Tenham paciência e me ouçam, ou melhor, me leiam ou... Vamos em frente.
Gosta de animais?
Eu amo. Acho que por isso sonhei.
Sonhei que estava em um lindo lugar. Lugar cheio de uma luz, quase dourada se não fosse a intensidade da mesma. E, apesar da claridade, essa luz não machucava as retinas, ao contrário, acalmava.
Ouvi uma tropelia ao longe, muito longe. Fiquei receosa. Entremeio às, inacreditáveis e impossíveis brumas de luz, foi aparecendo muitos animais de variadas espécies de todas os biomas do globo terrestre. Girafas, coelhos, pássaros, ursos, como também cachorros, marsupiais, peixes abissais, répteis etc etc etc etc
Uma alegria imensa invadiu meu corpo astral, pois o de carne estava adormecido, confortavelmente, em minha cama ( não esqueçam que, relato um sonho). 
Este corpo astral ou imaginário ou projetado ou sei lá o quê, como eu disse, foi invadido por uma alegria imensa em poder ver muitos animais reunidos, mas algo me deixava melancólica, não uma simples melancolia, mas uma dor de tristeza profunda, tão profunda que atingiu meu cérebro e corpo mesmo após o despertar. No entanto, o sonho continuou.
Um rebanho de bovinos vinha vagarosamente, em silêncio, de cabeça baixa, estafados. 
A beleza inicial provocada pela quantidade de animais em um mesmo lugar foi se transformando em uma escuridão avermelhada de horror. 
Ursos negros extravasavam dor e bílis. Cobras esmagadas, abelhas caindo e desaparecendo, pássaros silenciosos, leões sem juba nem dignidade, gatos esfacelados, cães de olhos úmidos e humildes andavam em silêncio sem fixar em nenhum humano presente para não despertar a dor da culpa.

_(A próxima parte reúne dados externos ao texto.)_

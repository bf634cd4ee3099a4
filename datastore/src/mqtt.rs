use crate::errors::{Error, Result};
use crate::messaging::{device_id_from_topic, parse_message, TOPIC_PREFIX};
use crate::metrics::{
    CHANNEL_FULL_TOTAL, IGNORED_MESSAGES_TOTAL, INVALID_MESSAGES_TOTAL, MESSAGES_TOTAL,
    READINGS_TOTAL,
};
use crate::model::IncomingReading;
use chrono::Utc;
use rumqttc::{AsyncClient, Event, MqttOptions, Packet, QoS};
use tokio::sync::mpsc;
use tracing::{debug, error, info, warn};

pub async fn run_mqtt(
    broker: String,
    port: u16,
    client_id: String,
    tx: mpsc::Sender<IncomingReading>,
) -> Result<()> {
    info!("Connecting to MQTT broker at {}:{}", broker, port);

    let mut mqtt_options = MqttOptions::new(client_id, broker, port);
    mqtt_options.set_keep_alive(std::time::Duration::from_secs(30));
    mqtt_options.set_clean_session(false);

    let (client, mut eventloop) = AsyncClient::new(mqtt_options, 10000);

    let topic = format!("{}+", TOPIC_PREFIX);
    client
        .subscribe(&topic, QoS::AtLeastOnce)
        .await
        .map_err(Error::Mqtt)?;

    info!("Subscribed to {} with QoS 1", topic);

    loop {
        match eventloop.poll().await {
            Ok(notification) => {
                if let Event::Incoming(Packet::Publish(publish)) = notification {
                    MESSAGES_TOTAL.inc();

                    debug!(
                        "Received message on topic {}, size: {} bytes",
                        publish.topic,
                        publish.payload.len()
                    );

                    let Some(device_id) = device_id_from_topic(&publish.topic) else {
                        warn!("Ignoring message on unexpected topic {}", publish.topic);
                        INVALID_MESSAGES_TOTAL.inc();
                        continue;
                    };

                    match process_message(device_id, &publish.payload, &tx).await {
                        Ok(()) => {}
                        // The writer is gone; nothing more can be stored.
                        Err(Error::ChannelSend) => return Err(Error::ChannelSend),
                        Err(e) => {
                            error!("Failed to process message from {}: {}", device_id, e);
                            INVALID_MESSAGES_TOTAL.inc();
                        }
                    }
                }
            }
            Err(e) => {
                error!("MQTT error: {}", e);
                // rumqttc reconnects on the next poll
                tokio::time::sleep(std::time::Duration::from_secs(1)).await;
            }
        }
    }
}

/// Parse one device message and queue its reading, if any.
async fn process_message(
    device_id: &str,
    payload: &[u8],
    tx: &mpsc::Sender<IncomingReading>,
) -> Result<()> {
    let incoming = match parse_message(device_id, payload, Utc::now())? {
        Some(incoming) => incoming,
        None => {
            IGNORED_MESSAGES_TOTAL.inc();
            return Ok(());
        }
    };

    match tx.try_send(incoming) {
        Ok(()) => {
            READINGS_TOTAL.inc();
            Ok(())
        }
        Err(mpsc::error::TrySendError::Full(incoming)) => {
            CHANNEL_FULL_TOTAL.inc();
            debug!("Channel full, using blocking send");
            tx.send(incoming).await.map_err(|_| Error::ChannelSend)?;
            READINGS_TOTAL.inc();
            Ok(())
        }
        Err(mpsc::error::TrySendError::Closed(_)) => {
            error!("Channel closed, cannot queue reading");
            Err(Error::ChannelSend)
        }
    }
}

#[cfg(test)]
mod tests {
    use super::*;
    use serde_json::json;

    fn env_var_payload() -> Vec<u8> {
        serde_json::to_vec(&json!({
            "messageType": "EnvVar",
            "var": "air_temperature_celsius",
            "values": "{'values':[{'name':'SHT25-Top','type':'float','value':24.0}]}"
        }))
        .unwrap()
    }

    #[test]
    fn test_process_message_valid() {
        tokio_test::block_on(async {
            let (tx, mut rx) = mpsc::channel(10);

            assert!(process_message("test-dev", &env_var_payload(), &tx)
                .await
                .is_ok());

            let received = rx.recv().await.unwrap();
            assert_eq!(received.device_id, "test-dev");
            assert_eq!(received.metric, "air_temperature_celsius");
            assert_eq!(received.reading.value, "24.0");
        });
    }

    #[test]
    fn test_process_message_ignored_type() {
        tokio_test::block_on(async {
            let (tx, mut rx) = mpsc::channel(10);
            let payload = serde_json::to_vec(&json!({
                "messageType": "RecipeEvent",
                "action": "stop"
            }))
            .unwrap();

            assert!(process_message("test-dev", &payload, &tx).await.is_ok());
            drop(tx);
            assert!(rx.recv().await.is_none());
        });
    }

    #[test]
    fn test_process_message_invalid_json() {
        tokio_test::block_on(async {
            let (tx, _rx) = mpsc::channel(10);
            assert!(process_message("test-dev", b"invalid json", &tx)
                .await
                .is_err());
        });
    }

    #[test]
    fn test_process_message_closed_channel() {
        tokio_test::block_on(async {
            let (tx, rx) = mpsc::channel(10);
            drop(rx);
            assert!(matches!(
                process_message("test-dev", &env_var_payload(), &tx).await,
                Err(Error::ChannelSend)
            ));
        });
    }
}
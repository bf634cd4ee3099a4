mod bootstrap;
mod smoke;

use anyhow::Context;
use bootstrap::{ambient_env, bootstrap, BootstrapConfig, BootstrapError, CREDENTIALS_VAR};
use clap::Parser;
use datastore::{open_store, StoreBackend};
use std::path::PathBuf;
use std::process::ExitCode;
use tracing::{error, info};
use tracing_subscriber::EnvFilter;

/// Save one reading to the device datastore and read it back.
#[derive(Parser, Debug)]
#[command(name = "smoke", version, about)]
struct Args {
    /// Project root; defaults to the current directory
    #[arg(long, env = "PROJECT_ROOT")]
    project_root: Option<PathBuf>,

    /// Env file loaded when DATABASE_URL is unset [default: <root>/config/credentials.env]
    #[arg(long)]
    credentials_path: Option<PathBuf>,

    /// Runtime directory created by one-time setup [default: <root>/runtime]
    #[arg(long)]
    runtime_env_path: Option<PathBuf>,

    /// Store to run against (memory, postgres) [default: STORE_BACKEND from
    /// the session, else postgres]
    #[arg(long)]
    backend: Option<StoreBackend>,

    #[arg(long, default_value = smoke::DEFAULT_DEVICE_ID)]
    device_id: String,

    #[arg(long, default_value = smoke::DEFAULT_METRIC)]
    metric: String,
}

impl Args {
    fn bootstrap_config(&self) -> anyhow::Result<BootstrapConfig> {
        let root = match &self.project_root {
            Some(root) => root.clone(),
            None => std::env::current_dir().context("cannot resolve current directory")?,
        };
        let mut config = BootstrapConfig::for_project(root);
        if let Some(path) = &self.credentials_path {
            config.credentials_path = path.clone();
        }
        if let Some(path) = &self.runtime_env_path {
            config.runtime_env_path = path.clone();
        }
        Ok(config)
    }
}

#[tokio::main(flavor = "current_thread")]
async fn main() -> ExitCode {
    let args = Args::parse();

    tracing_subscriber::fmt()
        .with_env_filter(
            EnvFilter::try_from_default_env().unwrap_or_else(|_| EnvFilter::new("warn")),
        )
        .with_writer(std::io::stderr)
        .init();

    match run(args).await {
        Ok(()) => ExitCode::SUCCESS,
        Err(e) => {
            match e.downcast_ref::<BootstrapError>() {
                Some(setup) => eprintln!("{}", setup),
                None => {
                    error!("Smoke test failed: {:#}", e);
                    eprintln!("Error: {:#}", e);
                }
            }
            ExitCode::from(failure_code(&e))
        }
    }
}

/// Process exit status for a failed run.
fn failure_code(err: &anyhow::Error) -> u8 {
    match err.downcast_ref::<BootstrapError>() {
        Some(setup) => setup.exit_code(),
        None => 1,
    }
}

async fn run(args: Args) -> anyhow::Result<()> {
    let config = args.bootstrap_config()?;
    let session = bootstrap(&config, ambient_env())?;
    info!(
        "Session ready: root={} runtime={} module_path={:?} credentials_loaded={}",
        session.project_root.display(),
        session.runtime_env_path.display(),
        session.module_path(),
        session.credentials_loaded
    );

    let backend = args
        .backend
        .or_else(|| session.var("STORE_BACKEND").and_then(|v| v.parse().ok()))
        .unwrap_or(StoreBackend::Postgres);

    let database_url = match backend {
        StoreBackend::Memory => String::new(),
        StoreBackend::Postgres => session
            .var(CREDENTIALS_VAR)
            .with_context(|| format!("{} is not set after loading credentials", CREDENTIALS_VAR))?
            .to_string(),
    };

    let store = open_store(backend, &database_url).await?;

    let stdout = std::io::stdout();
    let mut out = stdout.lock();
    let report = smoke::run_smoke(store.as_ref(), &args.device_id, &args.metric, &mut out).await?;
    info!(
        "Smoke test complete: saved={} rows={} limited_rows={} latest={:?}",
        report.saved, report.all_rows, report.limited_rows, report.latest
    );

    Ok(())
}
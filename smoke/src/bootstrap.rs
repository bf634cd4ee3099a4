//! Local environment bootstrap.
//!
//! Produces a [`Session`] from an explicit [`BootstrapConfig`] and a
//! snapshot of the ambient environment. The process environment itself is
//! never modified.

use std::collections::BTreeMap;
use std::fs;
use std::io;
use std::path::{Path, PathBuf};
use thiserror::Error;
use tracing::{debug, info, warn};

/// Presence of this variable means credentials are already configured.
pub const CREDENTIALS_VAR: &str = "DATABASE_URL";
/// Module search path handed to the datastore client.
pub const MODULE_PATH_VAR: &str = "DATASTORE_PATH";
pub const RUNTIME_ENV_VAR: &str = "DATASTORE_RUNTIME_ENV";
pub const SETUP_INSTRUCTION: &str =
    "you have not run ./scripts/local_development_one_time_setup.sh";

const ACTIVATE_FILE: &str = "activate.env";

pub type EnvSnapshot = BTreeMap<String, String>;

#[derive(Debug, Clone, PartialEq, Eq)]
pub struct BootstrapConfig {
    pub credentials_path: PathBuf,
    pub project_root: PathBuf,
    /// The prepared runtime directory. Its presence is the setup marker.
    pub runtime_env_path: PathBuf,
}

impl BootstrapConfig {
    /// Default layout under a project root: `config/credentials.env` and
    /// `runtime/`.
    pub fn for_project(project_root: impl Into<PathBuf>) -> Self {
        let project_root = project_root.into();
        Self {
            credentials_path: project_root.join("config").join("credentials.env"),
            runtime_env_path: project_root.join("runtime"),
            project_root,
        }
    }
}

#[derive(Debug, Error)]
pub enum BootstrapError {
    #[error("{} (missing {})", SETUP_INSTRUCTION, .0.display())]
    SetupMissing(PathBuf),

    #[error("failed to read {}: {source}", .path.display())]
    Io {
        path: PathBuf,
        #[source]
        source: io::Error,
    },
}

impl BootstrapError {
    pub fn exit_code(&self) -> u8 {
        1
    }
}

/// The environment a smoke run executes in.
#[derive(Debug, Clone)]
pub struct Session {
    pub env: EnvSnapshot,
    pub project_root: PathBuf,
    pub runtime_env_path: PathBuf,
    pub credentials_loaded: bool,
}

impl Session {
    pub fn var(&self, key: &str) -> Option<&str> {
        self.env.get(key).map(String::as_str)
    }

    pub fn module_path(&self) -> Option<&str> {
        self.var(MODULE_PATH_VAR)
    }
}

/// Snapshot of the current process environment.
pub fn ambient_env() -> EnvSnapshot {
    std::env::vars().collect()
}

pub fn bootstrap(
    config: &BootstrapConfig,
    ambient: EnvSnapshot,
) -> Result<Session, BootstrapError> {
    let project_root =
        fs::canonicalize(&config.project_root).unwrap_or_else(|_| config.project_root.clone());
    let mut env = ambient;

    let mut credentials_loaded = false;
    if !env.contains_key(CREDENTIALS_VAR) {
        info!(
            "{} not set, loading {}",
            CREDENTIALS_VAR,
            config.credentials_path.display()
        );
        // Not verified: a missing credentials file only surfaces later.
        match fs::read_to_string(&config.credentials_path) {
            Ok(contents) => {
                env.extend(parse_env_file(&contents, &config.credentials_path));
                credentials_loaded = true;
            }
            Err(e) => warn!(
                "Could not read credentials {}: {}",
                config.credentials_path.display(),
                e
            ),
        }
    }

    if !config.runtime_env_path.is_dir() {
        return Err(BootstrapError::SetupMissing(config.runtime_env_path.clone()));
    }

    activate(&config.runtime_env_path, &mut env)?;
    env.insert(
        MODULE_PATH_VAR.to_string(),
        project_root.display().to_string(),
    );

    Ok(Session {
        env,
        project_root,
        runtime_env_path: config.runtime_env_path.clone(),
        credentials_loaded,
    })
}

/// Load `activate.env` from the runtime directory, if there is one.
fn activate(runtime_env_path: &Path, env: &mut EnvSnapshot) -> Result<(), BootstrapError> {
    let activate_file = runtime_env_path.join(ACTIVATE_FILE);
    match fs::read_to_string(&activate_file) {
        Ok(contents) => {
            env.extend(parse_env_file(&contents, &activate_file));
            debug!("Activated {}", activate_file.display());
        }
        Err(e) if e.kind() == io::ErrorKind::NotFound => {}
        Err(source) => {
            return Err(BootstrapError::Io {
                path: activate_file,
                source,
            })
        }
    }
    env.insert(
        RUNTIME_ENV_VAR.to_string(),
        runtime_env_path.display().to_string(),
    );
    Ok(())
}

/// Parse `KEY=VALUE` and `export KEY=VALUE` lines. Blank lines and `#`
/// comments are skipped, as are malformed lines (with a warning).
pub fn parse_env_file(contents: &str, origin: &Path) -> Vec<(String, String)> {
    let mut vars = Vec::new();

    for (lineno, raw) in contents.lines().enumerate() {
        let line = raw.trim();
        if line.is_empty() || line.starts_with('#') {
            continue;
        }
        let line = line.strip_prefix("export ").map(str::trim_start).unwrap_or(line);

        let Some((key, value)) = line.split_once('=') else {
            warn!("{}:{}: ignoring line without '='", origin.display(), lineno + 1);
            continue;
        };
        let key = key.trim();
        if !is_valid_key(key) {
            warn!("{}:{}: ignoring invalid name {:?}", origin.display(), lineno + 1, key);
            continue;
        }

        vars.push((key.to_string(), unquote(value.trim()).to_string()));
    }

    vars
}

fn is_valid_key(key: &str) -> bool {
    let mut chars = key.chars();
    matches!(chars.next(), Some(c) if c == '_' || c.is_ascii_alphabetic())
        && chars.all(|c| c == '_' || c.is_ascii_alphanumeric())
}

fn unquote(value: &str) -> &str {
    for quote in ['"', '\''] {
        if value.len() >= 2 && value.starts_with(quote) && value.ends_with(quote) {
            return &value[1..value.len() - 1];
        }
    }
    value
}
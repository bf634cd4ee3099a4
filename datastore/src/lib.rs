//! Per-device sensor reading storage.
//!
//! [`DeviceDataStore`] is the capability the rest of the system depends on;
//! [`MemoryStore`] and [`PgStore`] implement it. The service binary feeds
//! it from MQTT device messages and serves it over HTTP.

pub mod config;
pub mod db;
pub mod errors;
pub mod literal;
pub mod messaging;
pub mod metrics;
pub mod model;
pub mod mqtt;
pub mod rest;
pub mod store;
pub mod validate;
pub mod writer;

pub use config::{ServiceConfig, StoreBackend};
pub use db::PgStore;
pub use errors::{Error, Result};
pub use model::{DeviceDataRow, DeviceReading, IncomingReading};
pub use store::{DeviceDataStore, MemoryStore};

use std::sync::Arc;

/// Open the configured store.
pub async fn open_store(
    backend: StoreBackend,
    database_url: &str,
) -> Result<Arc<dyn DeviceDataStore>> {
    let store: Arc<dyn DeviceDataStore> = match backend {
        StoreBackend::Memory => Arc::new(MemoryStore::new()),
        StoreBackend::Postgres => Arc::new(PgStore::connect(database_url).await?),
    };
    Ok(store)
}
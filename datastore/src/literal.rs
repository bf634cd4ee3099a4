//! Parser for the literal dictionaries devices embed in their `values`
//! field, e.g. `{'values':[{'name':'SHT25-Top','type':'float','value':24.0}]}`.
//!
//! Strings may use single or double quotes and `True`/`False`/`None` are
//! accepted. Numbers keep their source text so `24.0` stays `24.0`.

use std::fmt::Write as _;

/// Deepest list/dict nesting accepted before parsing gives up.
pub const MAX_DEPTH: usize = 64;

#[derive(Debug, Clone, PartialEq)]
pub enum Literal {
    Str(String),
    Num(String),
    Bool(bool),
    None,
    List(Vec<Literal>),
    Dict(Vec<(String, Literal)>),
}

impl Literal {
    pub fn get(&self, key: &str) -> Option<&Literal> {
        match self {
            Literal::Dict(entries) => entries.iter().find(|(k, _)| k == key).map(|(_, v)| v),
            _ => None,
        }
    }

    pub fn first(&self) -> Option<&Literal> {
        match self {
            Literal::List(items) => items.first(),
            _ => None,
        }
    }

    /// Text form used when storing a value: strings unquoted, everything
    /// else as JSON.
    pub fn render(&self) -> String {
        match self {
            Literal::Str(s) => s.clone(),
            other => {
                let mut out = String::new();
                other.write_json(&mut out);
                out
            }
        }
    }

    fn write_json(&self, out: &mut String) {
        match self {
            Literal::Str(s) => {
                // serde_json handles escaping
                out.push_str(&serde_json::Value::String(s.clone()).to_string());
            }
            Literal::Num(n) => out.push_str(n),
            Literal::Bool(b) => {
                let _ = write!(out, "{}", b);
            }
            Literal::None => out.push_str("null"),
            Literal::List(items) => {
                out.push('[');
                for (i, item) in items.iter().enumerate() {
                    if i > 0 {
                        out.push_str(", ");
                    }
                    item.write_json(out);
                }
                out.push(']');
            }
            Literal::Dict(entries) => {
                out.push('{');
                for (i, (k, v)) in entries.iter().enumerate() {
                    if i > 0 {
                        out.push_str(", ");
                    }
                    Literal::Str(k.clone()).write_json(out);
                    out.push_str(": ");
                    v.write_json(out);
                }
                out.push('}');
            }
        }
    }
}

#[derive(Debug, Clone, PartialEq, Eq)]
pub struct ParseError {
    pub pos: usize,
    pub msg: &'static str,
}

impl std::fmt::Display for ParseError {
    fn fmt(&self, f: &mut std::fmt::Formatter<'_>) -> std::fmt::Result {
        write!(f, "{} at byte {}", self.msg, self.pos)
    }
}

impl std::error::Error for ParseError {}

pub fn parse(input: &str) -> Result<Literal, ParseError> {
    let mut parser = Parser {
        src: input.as_bytes(),
        pos: 0,
        depth: 0,
    };
    let value = parser.value()?;
    parser.skip_ws();
    if parser.pos != parser.src.len() {
        return Err(parser.err("trailing characters"));
    }
    Ok(value)
}

struct Parser<'a> {
    src: &'a [u8],
    pos: usize,
    depth: usize,
}

impl<'a> Parser<'a> {
    fn err(&self, msg: &'static str) -> ParseError {
        ParseError { pos: self.pos, msg }
    }

    fn enter(&mut self) -> Result<(), ParseError> {
        if self.depth >= MAX_DEPTH {
            return Err(self.err("nesting too deep"));
        }
        self.depth += 1;
        self.pos += 1;
        Ok(())
    }

    fn peek(&self) -> Option<u8> {
        self.src.get(self.pos).copied()
    }

    fn skip_ws(&mut self) {
        while matches!(self.peek(), Some(b' ' | b'\t' | b'\n' | b'\r')) {
            self.pos += 1;
        }
    }

    fn expect(&mut self, byte: u8, msg: &'static str) -> Result<(), ParseError> {
        self.skip_ws();
        if self.peek() == Some(byte) {
            self.pos += 1;
            Ok(())
        } else {
            Err(self.err(msg))
        }
    }

    fn value(&mut self) -> Result<Literal, ParseError> {
        self.skip_ws();
        match self.peek() {
            Some(b'{') => self.dict(),
            Some(b'[') => self.list(),
            Some(q @ (b'\'' | b'"')) => self.string(q).map(Literal::Str),
            Some(b'-' | b'+' | b'.' | b'0'..=b'9') => self.number(),
            Some(b'A'..=b'Z' | b'a'..=b'z') => self.keyword(),
            Some(_) => Err(self.err("unexpected character")),
            None => Err(self.err("unexpected end of input")),
        }
    }

    fn dict(&mut self) -> Result<Literal, ParseError> {
        self.enter()?;
        let mut entries = Vec::new();
        loop {
            self.skip_ws();
            if self.peek() == Some(b'}') {
                self.pos += 1;
                self.depth -= 1;
                return Ok(Literal::Dict(entries));
            }
            let key = match self.value()? {
                Literal::Str(s) | Literal::Num(s) => s,
                _ => return Err(self.err("unsupported dictionary key")),
            };
            self.expect(b':', "expected ':'")?;
            let value = self.value()?;
            entries.push((key, value));
            self.skip_ws();
            match self.peek() {
                Some(b',') => self.pos += 1,
                Some(b'}') => {}
                _ => return Err(self.err("expected ',' or '}'")),
            }
        }
    }

    fn list(&mut self) -> Result<Literal, ParseError> {
        self.enter()?;
        let mut items = Vec::new();
        loop {
            self.skip_ws();
            if self.peek() == Some(b']') {
                self.pos += 1;
                self.depth -= 1;
                return Ok(Literal::List(items));
            }
            items.push(self.value()?);
            self.skip_ws();
            match self.peek() {
                Some(b',') => self.pos += 1,
                Some(b']') => {}
                _ => return Err(self.err("expected ',' or ']'")),
            }
        }
    }

    fn string(&mut self, quote: u8) -> Result<String, ParseError> {
        self.pos += 1;
        let mut out = Vec::new();
        loop {
            match self.peek() {
                None => return Err(self.err("unterminated string")),
                Some(b) if b == quote => {
                    self.pos += 1;
                    return String::from_utf8(out).map_err(|_| self.err("invalid utf-8"));
                }
                Some(b'\\') => {
                    self.pos += 1;
                    let escaped = match self.peek() {
                        Some(b'n') => b'\n',
                        Some(b't') => b'\t',
                        Some(b'r') => b'\r',
                        Some(b) => b,
                        None => return Err(self.err("unterminated escape")),
                    };
                    out.push(escaped);
                    self.pos += 1;
                }
                Some(b) => {
                    out.push(b);
                    self.pos += 1;
                }
            }
        }
    }

    fn number(&mut self) -> Result<Literal, ParseError> {
        let start = self.pos;
        while matches!(
            self.peek(),
            Some(b'-' | b'+' | b'.' | b'e' | b'E' | b'0'..=b'9')
        ) {
            self.pos += 1;
        }
        let text = std::str::from_utf8(&self.src[start..self.pos])
            .map_err(|_| self.err("invalid number"))?;
        if text.parse::<f64>().is_err() {
            return Err(ParseError {
                pos: start,
                msg: "invalid number",
            });
        }
        Ok(Literal::Num(text.trim_start_matches('+').to_string()))
    }

    fn keyword(&mut self) -> Result<Literal, ParseError> {
        let start = self.pos;
        while matches!(self.peek(), Some(b'A'..=b'Z' | b'a'..=b'z')) {
            self.pos += 1;
        }
        match &self.src[start..self.pos] {
            b"True" | b"true" => Ok(Literal::Bool(true)),
            b"False" | b"false" => Ok(Literal::Bool(false)),
            b"None" | b"null" => Ok(Literal::None),
            _ => Err(ParseError {
                pos: start,
                msg: "unknown keyword",
            }),
        }
    }
}
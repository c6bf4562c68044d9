use clap::Parser;
use colored::*;
use std::process;

use mcpbench::api::HttpChatApi;
use mcpbench::cli::{Cli, Command, Mode};
use mcpbench::config::Config;
use mcpbench::error::{BenchError, Result};
use mcpbench::{modes, registry};

#[tokio::main]
async fn main() {
    let cli = Cli::parse();

    let config = match Config::from_env(cli.verbose) {
        Ok(config) => config,
        Err(e) => {
            eprintln!("{} {}", "Error:".red(), e);
            process::exit(1);
        }
    };

    if let Err(e) = run(cli, config).await {
        eprintln!("{} {}", "Error:".red(), e);
        process::exit(1);
    }
}

async fn run(cli: Cli, config: Config) -> Result<()> {
    match cli.command {
        Command::BuildRegistry { code_wrappers } => {
            registry::build_registry(
                &config.servers,
                &config.registry_root,
                code_wrappers,
                config.verbose,
            )
            .await?;
            Ok(())
        }
        Command::Run {
            mode,
            query,
            max_turns,
        } => {
            let api = chat_api(&config)?;
            match mode {
                Mode::Traditional => {
                    modes::traditional::run(&config, &api, &query, max_turns).await?;
                }
                Mode::Discovery => {
                    modes::discovery::run(&config, &api, &query, max_turns).await?;
                }
                Mode::Code => {
                    modes::code::run(&config, &api, &query, max_turns).await?;
                }
            }
            Ok(())
        }
        Command::Compare { query } => {
            let api = chat_api(&config)?;
            modes::compare::run(&config, &api, &query).await
        }
    }
}

fn chat_api(config: &Config) -> Result<HttpChatApi> {
    let api_key = config
        .require_api_key()
        .map_err(BenchError::ConfigError)?;
    HttpChatApi::new(api_key, &config.api_endpoint)
}
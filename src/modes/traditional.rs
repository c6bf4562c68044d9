use colored::*;

use super::ModeReport;
use crate::agent::{run_agent, TokenCounters, TraditionalHandler};
use crate::api::{ChatApi, Message};
use crate::bridge::SessionTable;
use crate::config::Config;
use crate::error::Result;
use crate::ui;

const SYSTEM_PROMPT: &str = "You are a helpful assistant with access to various tools.\n\
Use the available tools to complete the user's request.";

pub const DEFAULT_MAX_TURNS: u32 = 15;

/// All tools from all connected servers, offered every turn.
pub async fn run(
    config: &Config,
    api: &dyn ChatApi,
    query: &str,
    max_turns: Option<u32>,
) -> Result<ModeReport> {
    println!(
        "{}",
        "Connecting to MCP servers (loading ALL tools)...".bold()
    );
    let table = SessionTable::connect_all(&config.servers, config.verbose).await;
    let mut handler = TraditionalHandler::new(table);
    let tools_in_context = handler.tools_in_context();
    println!("\nTotal tools available: {}", tools_in_context);

    ui::print_query(query);

    let mut messages = vec![Message::system(SYSTEM_PROMPT), Message::user(query)];
    let mut counters = TokenCounters::default();
    let result = run_agent(
        api,
        &config.model,
        &mut messages,
        &mut handler,
        max_turns.unwrap_or(DEFAULT_MAX_TURNS),
        &mut counters,
        config.verbose,
    )
    .await;

    // Tear the subprocesses down before surfacing any loop error.
    let mut table = handler.into_table();
    table.shutdown().await;
    let outcome = result?;

    ui::print_answer(outcome.final_answer.as_deref());

    let report = ModeReport {
        mode: "TRADITIONAL MODE",
        final_answer: outcome.final_answer,
        counters,
        turns: outcome.turns,
        dispatches: outcome.dispatches,
        tools_in_context,
    };
    ui::print_report(&report);
    Ok(report)
}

Animais em pedaços, aniquilados, esfomeados, torturados. Elefantes atormentados e macacos apáticos. Ratinhos brancos dopados, aves depenadas e um desfile inominável de animais sofridos e vilipendiados.
Mas, os bovinos não paravam de chegar, não paravam.
Diante da dor que sentia naquele instante e que ainda reflete dentro de mim, eu urrei feito um animal desesperado. Senti as dores de cada um deles e prostrei desalentada, decepcionada, vencida.
Luta inglória, luta inútil, luta derrotada. 
Acordei e não aceitei ter acordado. Queria sonhar e ver que aquilo era apenas uma mentira. Tentei sorrir e quis dizer em voz alta - isso não existe! - mas o nó na garganta travou as cordas vocais. Tentei levantar a cabeça e sentir a coroa de dono do mundo, mas ela já não estava mais lá.
Solucei. Engoli. Prometi amor e fidelidade, mas não prometi vitória. 
Em estupor, calei - me. Olhei para o lado e vi muitos sonhadores de olhos arregalados na tentativa de deter o holocausto, e em seus rostos, senti a dor, a desesperança e a continuação no embate honroso de uma luta infinda e vencida como a tentativa vã de preservar gelo no deserto.
Talvez, em algum lugar, os mártires de um mundo desconhecido de minhas razões sejam recompensados, mas parodiando Vinicius, pergunto - Escute, Amigo. Se foi pra desfazer, por que é que fez?